SATU

46 21 3
                                    

Agatha berdiri di depan bangunan sesuai janji temu dengan temannya, Wendy. Ia sudah datang tepat waktu, tapi Wendy belum juga tampak. Saat Agatha mencoba untuk menghubunginya, Wendy datang keluar dari bangunan itu berlari kecil melambaikan tangan. Ia menarik Agatha untuk segera masuk ke dalam. Agatha sungguh tidak tahu ada tempat seperti ini di sekitar sini, padahal ia sering lewat, mungkin karena tempatnya sedikit menjorok masuk sehingga tidak terlalu memperhatikannya. Ia cukup mengikuti langkah kaki Wendy sambil melihat-lihat, hingga mereka berhenti di sebuah meja dengan sofa empuk melingkar tampak nyaman.

Seorang pria datang memberikan menu pada mereka dan pergi setelahnya tanpa menunggu Agatha dan Wendy memesan sesuatu. Wendy memberi isyarat untuk segera membuka menu. Ya, Agatha cukup penasaran apa yang membuat restoran ini begitu istimewa. Setelah dibuka, ia terkejut karena yang tertera di menu bukanlah makanan atau minuman, tapi daftar nama dan foto orang. Ia langsung menatap Wendy sambil melotot.

"Wendy, apa ini?!" seru Agatha sambil berbisik.

"Pilih saja, nanti mereka yang akan melayani kita," ujar Wendy sambil mengedipkan sebelah mata padanya.

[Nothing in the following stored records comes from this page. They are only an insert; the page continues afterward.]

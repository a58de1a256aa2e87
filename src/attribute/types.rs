/// Readable representation of STUN attribute type codes.
///
/// Values between 0x0000 and 0x7FFF are comprehension-required; values
/// between 0x8000 and 0xFFFF are comprehension-optional. Any type code
/// not listed here decodes to [`super::StunAttribute::Unrecognized`]
/// rather than failing.
#[derive(Copy, Clone, FromPrimitive)]
pub enum StunAttributeType {
    MappedAddress = 0x0001,
    ResponseAddress = 0x0002,
    ChangeRequest = 0x0003,
    SourceAddress = 0x0004,
    ChangedAddress = 0x0005,
    Username = 0x0006,
    MessageIntegrity = 0x0008,
    ErrorCode = 0x0009,
    UnknownAttributes = 0x000a,
    ReflectedFrom = 0x000b,
    ChannelNumber = 0x000c,
    Lifetime = 0x000d,
    XorPeerAddress = 0x0012,
    Data = 0x0013,
    Realm = 0x0014,
    Nonce = 0x0015,
    XorRelayedAddress = 0x0016,
    EvenPort = 0x0018,
    RequestedTransport = 0x0019,
    DontFragment = 0x001a,
    XorMappedAddress = 0x0020,
    XorOnly = 0x0021,
    ReservationToken = 0x0022,
    Priority = 0x0024,
    UseCandidate = 0x0025,
    Software = 0x8022,
    AlternateServer = 0x8023,
    DestinationAddress = 0x8026,
    MagicCookie = 0x8027,
    Fingerprint = 0x8028,
    IceControlled = 0x8029,
    IceControlling = 0x802a,
}
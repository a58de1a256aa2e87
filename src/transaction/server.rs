use std::time::Instant;

use crate::definitions::StunTransactionId;
use crate::transport::TransportAddress;

use super::scheduler::TimerHandle;

#[derive(Debug, Copy, Clone, Eq, PartialEq)]
pub enum ServerTransactionState {
    AwaitingResponse,
    Responded,
    Expired,
}

/// A server transaction: created when a request is delivered to the
/// registered listener, caches the eventual response so retransmitted
/// requests from the same peer can be answered without waking the
/// listener again.
pub struct ServerTransaction {
    pub transaction_id: StunTransactionId,
    pub remote: TransportAddress,
    pub state: ServerTransactionState,
    pub last_response: Option<Vec<u8>>,
    pub created_at: Instant,
    pub expiry_timer: Option<TimerHandle>,
}

impl ServerTransaction {
    pub fn new(transaction_id: StunTransactionId, remote: TransportAddress) -> Self {
        Self {
            transaction_id,
            remote,
            state: ServerTransactionState::AwaitingResponse,
            last_response: None,
            created_at: Instant::now(),
            expiry_timer: None,
        }
    }

    pub fn mark_responded(&mut self, response_bytes: Vec<u8>) {
        self.state = ServerTransactionState::Responded;
        self.last_response = Some(response_bytes);
    }
}
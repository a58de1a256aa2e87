mod decode;
mod encode;
mod errors;
mod message;
mod private_utils;
mod utils;

pub use decode::IntegrityStatus;
pub use errors::{IntegrityKeyGenerationError, MessageDecodeError, MessageEncodeError};
pub use message::StunMessage;

use crate::credentials::CredentialsStore;

/// Where a single decode/encode call derives its MESSAGE-INTEGRITY key
/// material from: a fixed password (the original codec entry points) or
/// a [`CredentialsStore`] consulted by username.
pub(super) enum IntegritySource<'a> {
    Password(Option<&'a str>),
    Store(&'a dyn CredentialsStore),
}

"Kau gila, ya? Tempat apa ini?!"

"Agatha sayangku, ada saatnya kau harus menikmati liburan dengan cara lain. Cepat pilih jangan biarkan mereka menunggu."

Agatha mendengus kasar. Matanya kembali tertuju pada daftar 'menu' itu. membaca dengan teliti dari atas ke bawah, membalik dan membalik. Ia bingung karena merasa tidak ada yang menarik. Wendy sampai jenuh melihatnya hanya membalik-balik halaman saja.

"Ayolah, Agatha, apa kau tidak lapar?"

"Tapi aku tidak menemukan makanannya."

"Pilih saja orang yang menurutmu menarik. Mereka akan datang dan membawakan menu terbaik pilihan mereka."

"Siapa yang makan, siapa yang memilih."

"Inilah keistimewaannya."

Sekali lagi ia melihatnya dan membalikkan 'menu' ke arah temannya, menunjuk nama Xavier. Wendy yang tadi tampak kesal kini senyum lebar karena Agatha sudah menentukan pilihan. Ia mengangkat tangan memanggil pelayan dan mengatakan siapa pilihan mereka. Agatha melihat sekeliling sambil menunggu pesanan datang dan baru ia sadari bahwa di sana ada begitu banyak pasangan sedang asyik bermesraan. Hal lain yang baru ia sadari bahwa semua laki-laki itu menggunakan pakaian yang relatif. Inikah yang akan ia dapatkan nanti? Membayangkannya saja ia sudah bergidik.

"Ah, Wendy, siapa yang kau pesan, Em.. pilih?"

"Hihi.. akhirnya kau menanyakan itu padaku. Aku memilih Calix. Kyaa.. entahlah sepertinya aku jatuh cinta pada anak itu."

Agatha menatap Wendy dengan muak. Temannya ini memang suka sekali cuci mata dan membicarakan tentang laki-laki. Belum lama ini ia baru saja putus cinta karena laki-laki itu merasa Wendy tidak menghargai perasaannya dengan membicarakan laki-laki lain di depannya. Kasus sebelumnya juga begitu.

"Jadi ini bukan kali pertama kamu ke sini?"

"Iya, sepertinya ini keempat kalinya sejak aku putus dengan Louis."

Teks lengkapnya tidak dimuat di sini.